DRUGS AGAINST M PRO Since many repurposed drug MOAs were speculated to act on M pro as a target, drugs that showed promising consensus between cell-based assays and biochemical or virtual screenings ( Table 2) were evaluated in-house. A method was adapted from the SARS-CoV fluorescence-based cleavage assay previously described by Hamill et al. 168 with the substrate (Abz-AVLQSGFR-Y (3-NO2) G-NH 2 ; PL Laboratories Inc.) used for SARS-CoV-2 screening.

Prior to screening drugs, we validated the robustness of the M pro assay using a two-compound approach 169,170 based on the primary control, GC-376, 171 and the secondary control, 17a 172 analogue (Figure 5a ). The minimum standard ratio (MSR) derived was 2.55, indicating that the assay was robust and reproducible (<7.5). 170 Interestingly, only boceprevir and Z-FA-FMK out of the nine selected drugs (boceprevir, nelfinavir, MG-132, darunavir, elbasvir, indinavir, Z-FA-FMK, saquinavir, and disulfiram) displayed IC 50 values within the low micromolar potent range in this M pro biochemical assay (Figure 5c and d). Due to the minimal activity observed, a few takeaways were discussed. First, the vast majority of repurposed drugs possess undetermined MOAs and therefore are "moonshot candidates" for COVID-19 clinical trials.

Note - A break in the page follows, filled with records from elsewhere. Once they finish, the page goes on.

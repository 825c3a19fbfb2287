//! Local sinks: standard output, plain files and gzip files.

use std::io::Write;
use std::path::{Path, PathBuf};

use async_trait::async_trait;
use flate2::write::GzEncoder;
use flate2::Compression;
use serde_json::{json, Value};
use tokio::fs::{File, OpenOptions};
use tokio::io::{AsyncWriteExt, BufWriter};
use tokio::sync::Mutex;

use ngsi_agent_core::sink::{Sink, SinkError, WriteOutcome};

/// Prints one message per line on stdout.
#[derive(Debug, Default, Clone, Copy)]
pub struct StdoutSink;

#[async_trait]
impl Sink for StdoutSink {
    async fn write(&self, message: &str) -> Result<WriteOutcome, SinkError> {
        println!("{}", message);
        Ok(WriteOutcome::Created)
    }
}

#[derive(Debug, Default)]
struct FileState {
    writer: Option<BufWriter<File>>,
    opened: bool,
    lines: u64,
}

/// Writes one message per line to a file.
///
/// The file is opened on the first write. Unless `append` is set, that
/// first open truncates it; after a [`close`](Sink::close) the next run
/// reopens it in append mode so earlier runs are kept.
#[derive(Debug)]
pub struct FileSink {
    path: PathBuf,
    append: bool,
    state: Mutex<FileState>,
}

impl FileSink {
    pub fn new(path: impl AsRef<Path>) -> Self {
        Self::with_append(path, false)
    }

    pub fn with_append(path: impl AsRef<Path>, append: bool) -> Self {
        Self {
            path: path.as_ref().to_path_buf(),
            append,
            state: Mutex::new(FileState::default()),
        }
    }

    pub fn path(&self) -> &Path {
        &self.path
    }
}

#[async_trait]
impl Sink for FileSink {
    async fn write(&self, message: &str) -> Result<WriteOutcome, SinkError> {
        let mut state = self.state.lock().await;
        if state.writer.is_none() {
            let append = self.append || state.opened;
            let file = OpenOptions::new()
                .create(true)
                .write(true)
                .append(append)
                .truncate(!append)
                .open(&self.path)
                .await?;
            state.writer = Some(BufWriter::new(file));
            state.opened = true;
        }
        if let Some(writer) = state.writer.as_mut() {
            writer.write_all(message.as_bytes()).await?;
            writer.write_all(b"\n").await?;
        }
        state.lines += 1;
        Ok(WriteOutcome::Created)
    }

    async fn status(&self) -> Value {
        let state = self.state.lock().await;
        json!({
            "state": "ok",
            "path": self.path.display().to_string(),
            "lines": state.lines,
        })
    }

    async fn close(&self) -> Result<(), SinkError> {
        let mut state = self.state.lock().await;
        if let Some(mut writer) = state.writer.take() {
            writer.flush().await?;
            writer.into_inner().sync_all().await?;
        }
        Ok(())
    }
}

#[derive(Default)]
struct GzipState {
    encoder: Option<GzEncoder<Vec<u8>>>,
    opened: bool,
    lines: u64,
}

/// Writes one message per line to a gzip-compressed file.
///
/// Each run is compressed in memory and written out as one gzip member
/// on [`close`](Sink::close). Members from later runs are appended, which
/// any multi-member gzip reader (including `FileSource`) reads back as a
/// single stream. Truncation follows [`FileSink`].
pub struct GzipFileSink {
    path: PathBuf,
    append: bool,
    state: Mutex<GzipState>,
}

impl GzipFileSink {
    pub fn new(path: impl AsRef<Path>) -> Self {
        Self::with_append(path, false)
    }

    pub fn with_append(path: impl AsRef<Path>, append: bool) -> Self {
        Self {
            path: path.as_ref().to_path_buf(),
            append,
            state: Mutex::new(GzipState::default()),
        }
    }

    pub fn path(&self) -> &Path {
        &self.path
    }
}

#[async_trait]
impl Sink for GzipFileSink {
    async fn write(&self, message: &str) -> Result<WriteOutcome, SinkError> {
        let mut state = self.state.lock().await;
        let encoder = state
            .encoder
            .get_or_insert_with(|| GzEncoder::new(Vec::new(), Compression::default()));
        encoder.write_all(message.as_bytes())?;
        encoder.write_all(b"\n")?;
        state.lines += 1;
        Ok(WriteOutcome::Created)
    }

    async fn status(&self) -> Value {
        let state = self.state.lock().await;
        json!({
            "state": "ok",
            "path": self.path.display().to_string(),
            "lines": state.lines,
        })
    }

    async fn close(&self) -> Result<(), SinkError> {
        let mut state = self.state.lock().await;
        let Some(encoder) = state.encoder.take() else {
            return Ok(());
        };
        let member = encoder.finish()?;
        let append = self.append || state.opened;
        let mut file = OpenOptions::new()
            .create(true)
            .write(true)
            .append(append)
            .truncate(!append)
            .open(&self.path)
            .await?;
        state.opened = true;
        file.write_all(&member).await?;
        file.sync_all().await?;
        Ok(())
    }
}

Second, the MOA remains to be evaluated rigorously via biochemical assays ( Figure 5 ). Third, the in-house IC 50 values for boceprevir and MG-132 were notably different from the values reported in literature, thereby reinforcing the notion of the implementation of standardized evaluation protocols in the research community.

Throughout the landscape of drug repositioning research, a minority of proposed drugs had undergone a thorough triaging validation. There is a considerable need to implement best practices using a consensus rapid approach to exclude false positives before translational evaluation.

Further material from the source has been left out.